EXERCISE INPUT Start Marker

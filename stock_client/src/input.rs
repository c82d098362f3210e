//! Line-based user input.
//!
//! Each line typed on stdin is one UI event: filter keystrokes, header clicks
//! and scrolling. Reading happens on a background thread that forwards events
//! to the event loop.
use crossbeam_channel::Sender;
use log::{error, info};
use std::io::BufRead;
use std::thread;

use stock_common::ColumnKey;

/// Usage shown by `help`.
pub const HELP: &str = "\
commands:
  filter <text>   type into the filter box (empty text clears it)
  sort <key>      click a column header (l18, l30, pl, plp, pc, pcp, tno, tvol, tval, PowerI)
  down [n]        scroll down n rows (default 1)
  up [n]          scroll up n rows (default 1)
  pgdn | pgup     scroll one viewport
  top | bottom    jump to the start or end of the loaded rows
  help            show this text
  quit            exit";

/// Scroll request.
#[derive(Debug, Clone, Copy, PartialEq, Eq)]
pub enum ScrollAction {
    /// By rows; negative is up.
    Rows(i64),
    /// By viewports; negative is up.
    Pages(i64),
    /// To the first row.
    Top,
    /// To the last slot.
    Bottom,
}

/// One user interaction.
#[derive(Debug, Clone, PartialEq, Eq)]
pub enum UiEvent {
    /// New content of the filter box.
    Filter(String),
    /// Click on a column header.
    Sort(ColumnKey),
    /// Scroll.
    Scroll(ScrollAction),
    /// Redraw without changes.
    Redraw,
    /// Show usage.
    Help,
    /// Leave the client.
    Quit,
}

fn count_arg(arg: &str) -> Result<i64, String> {
    if arg.is_empty() {
        return Ok(1);
    }
    arg.parse::<i64>()
        .map_err(|_| format!("not a row count: {}", arg))
}

/// Parses one input line.
pub fn parse_command(line: &str) -> Result<UiEvent, String> {
    let line = line.trim_end_matches(['\r', '\n']);
    let (command, arg) = match line.trim_start().split_once(char::is_whitespace) {
        Some((command, arg)) => (command, arg),
        None => (line.trim(), ""),
    };

    match command {
        "" => Ok(UiEvent::Redraw),
        "filter" | "/" => Ok(UiEvent::Filter(arg.to_string())),
        "sort" => arg
            .trim()
            .parse::<ColumnKey>()
            .map(UiEvent::Sort)
            .map_err(|_| format!("unknown column: {}", arg.trim())),
        "down" | "j" => count_arg(arg.trim()).map(|n| UiEvent::Scroll(ScrollAction::Rows(n))),
        "up" | "k" => {
            count_arg(arg.trim()).map(|n| UiEvent::Scroll(ScrollAction::Rows(n.saturating_neg())))
        }
        "pgdn" => Ok(UiEvent::Scroll(ScrollAction::Pages(1))),
        "pgup" => Ok(UiEvent::Scroll(ScrollAction::Pages(-1))),
        "top" => Ok(UiEvent::Scroll(ScrollAction::Top)),
        "bottom" => Ok(UiEvent::Scroll(ScrollAction::Bottom)),
        "help" | "?" => Ok(UiEvent::Help),
        "quit" | "q" | "exit" => Ok(UiEvent::Quit),
        other => Err(format!("unknown command: {}", other)),
    }
}

/// Spawns the stdin reader. The thread ends (dropping `tx`) at end of input.
pub fn start_input_thread(tx: Sender<UiEvent>) {
    thread::spawn(move || {
        let stdin = std::io::stdin();
        for line in stdin.lock().lines() {
            let line = match line {
                Ok(line) => line,
                Err(e) => {
                    error!("Failed to read input: {}", e);
                    break;
                }
            };
            match parse_command(&line) {
                Ok(event) => {
                    if tx.send(event).is_err() {
                        break;
                    }
                }
                Err(message) => println!("{} (type `help`)", message),
            }
        }
        info!("Input closed");
    });
}
//! Domain models of the stock server.
//!
//! - `feed`: upstream snapshot source and its revalidation cache.
//! - `normalizer`: eligibility filter and derived display fields.
//! - `query`: filter, sort and pagination over display records.

pub mod feed;
pub mod normalizer;
pub mod query;
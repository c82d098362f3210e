//! Client-side table state and geometry.
//!
//! - `window`: the window controller state machine (rows, offset, paging).
//! - `debounce`: quiet-period debouncer for the filter box.
//! - `viewport`: virtualization math and scroll position.
pub mod debounce;
pub mod viewport;
pub mod window;
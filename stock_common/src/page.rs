//! Query parameters and page payloads exchanged over `GET /api/stocks`.
//!
//! `QueryParams` fully determines a response for a given record set. On the
//! server it is built leniently from the raw query string (bad numbers fall
//! back to defaults); on the client it is turned back into query pairs.
use chrono::{DateTime, Utc};
use serde::{Deserialize, Serialize};
use strum_macros::{AsRefStr, Display, EnumString};

use crate::columns::ColumnKey;
use crate::net::{DEFAULT_LIMIT, MAX_LIMIT};
use crate::record::DisplayRecord;

/// Sort direction.
#[derive(
    Debug,
    Clone,
    Copy,
    Default,
    PartialEq,
    Eq,
    Serialize,
    Deserialize,
    Display,
    EnumString,
    AsRefStr,
)]
#[serde(rename_all = "lowercase")]
#[strum(serialize_all = "lowercase", ascii_case_insensitive)]
pub enum SortOrder {
    /// Smallest first.
    #[default]
    Asc,
    /// Largest first.
    Desc,
}

impl SortOrder {
    /// The opposite direction.
    pub fn flipped(self) -> Self {
        match self {
            SortOrder::Asc => SortOrder::Desc,
            SortOrder::Desc => SortOrder::Asc,
        }
    }

    /// `true` for [`SortOrder::Desc`].
    pub fn is_descending(self) -> bool {
        self == SortOrder::Desc
    }
}

/// Query string as received, before any validation.
#[derive(Debug, Clone, Default, Deserialize)]
pub struct RawQuery {
    /// Start index of the page.
    pub offset: Option<String>,
    /// Page size.
    pub limit: Option<String>,
    /// Column key to sort by.
    pub sort: Option<String>,
    /// `asc` or `desc`.
    pub order: Option<String>,
    /// Filter text.
    pub filter: Option<String>,
}

/// Parameters of one page request.
#[derive(Debug, Clone, PartialEq)]
pub struct QueryParams {
    /// Start index into the filtered and sorted result set.
    pub offset: usize,
    /// Maximum number of rows returned, always positive.
    pub limit: usize,
    /// Column to sort by, if any.
    pub sort: Option<ColumnKey>,
    /// Sort direction; ignored without `sort`.
    pub order: SortOrder,
    /// Case-insensitive substring filter; empty means no filter.
    pub filter: String,
}

impl Default for QueryParams {
    fn default() -> Self {
        Self {
            offset: 0,
            limit: DEFAULT_LIMIT,
            sort: None,
            order: SortOrder::Asc,
            filter: String::new(),
        }
    }
}

impl QueryParams {
    /// Validates a raw query string.
    ///
    /// Unparsable or absent `offset` becomes 0; unparsable, absent or zero
    /// `limit` becomes [`DEFAULT_LIMIT`] and larger values are capped at
    /// [`MAX_LIMIT`]. An empty or unknown `sort` key means no sort. `order`
    /// is descending only for `desc`. The filter is lower-cased.
    pub fn from_query(raw: &RawQuery) -> Self {
        let offset = raw
            .offset
            .as_deref()
            .and_then(|s| s.trim().parse::<usize>().ok())
            .unwrap_or(0);
        let limit = raw
            .limit
            .as_deref()
            .and_then(|s| s.trim().parse::<usize>().ok())
            .filter(|&l| l > 0)
            .unwrap_or(DEFAULT_LIMIT)
            .min(MAX_LIMIT);
        let sort = raw
            .sort
            .as_deref()
            .map(str::trim)
            .filter(|s| !s.is_empty())
            .and_then(|s| s.parse::<ColumnKey>().ok());
        let order = raw
            .order
            .as_deref()
            .and_then(|s| s.trim().parse::<SortOrder>().ok())
            .unwrap_or_default();
        let filter = raw.filter.as_deref().unwrap_or("").to_lowercase();

        Self {
            offset,
            limit,
            sort,
            order,
            filter,
        }
    }

    /// Same parameters at another offset.
    pub fn at_offset(&self, offset: usize) -> Self {
        Self {
            offset,
            ..self.clone()
        }
    }

    /// Query-string pairs for an HTTP request.
    pub fn to_query_pairs(&self) -> Vec<(&'static str, String)> {
        vec![
            ("offset", self.offset.to_string()),
            ("limit", self.limit.to_string()),
            ("sort", self.sort.map(|k| k.to_string()).unwrap_or_default()),
            ("order", self.order.to_string()),
            ("filter", self.filter.clone()),
        ]
    }
}

/// Successful page response.
#[derive(Debug, Clone, PartialEq, Serialize, Deserialize)]
#[serde(rename_all = "camelCase")]
pub struct PageResult {
    /// Rows of the requested page, at most `limit` of them.
    pub rows: Vec<DisplayRecord>,
    /// Number of records passing the filter, before pagination.
    pub total: usize,
    /// When this response was computed.
    pub cached_at: DateTime<Utc>,
}

/// Machine-readable error code of a failed page request.
#[derive(Debug, Clone, Copy, PartialEq, Eq, Serialize, Deserialize, Display)]
pub enum ErrorCode {
    /// Upstream throttled the request.
    #[serde(rename = "RATE_LIMIT")]
    #[strum(serialize = "RATE_LIMIT")]
    RateLimit,
    /// Any other upstream failure.
    #[serde(rename = "FETCH_ERROR")]
    #[strum(serialize = "FETCH_ERROR")]
    FetchError,
}

/// Body of a failed page request: an empty page plus the error.
#[derive(Debug, Clone, PartialEq, Serialize, Deserialize)]
pub struct ErrorBody {
    /// Always empty.
    pub rows: Vec<DisplayRecord>,
    /// Always 0.
    pub total: usize,
    /// Error code.
    pub error: ErrorCode,
    /// Human-readable message.
    pub message: String,
}

impl ErrorBody {
    /// Empty page carrying `error` and `message`.
    pub fn new(error: ErrorCode, message: impl Into<String>) -> Self {
        Self {
            rows: Vec::new(),
            total: 0,
            error,
            message: message.into(),
        }
    }
}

EXERCISE INPUT End Marker

| ACTIVITY |
What is needed is a single figure, the number of lines in the entries above that contain "Option".

| EXERCISE RESULT |
6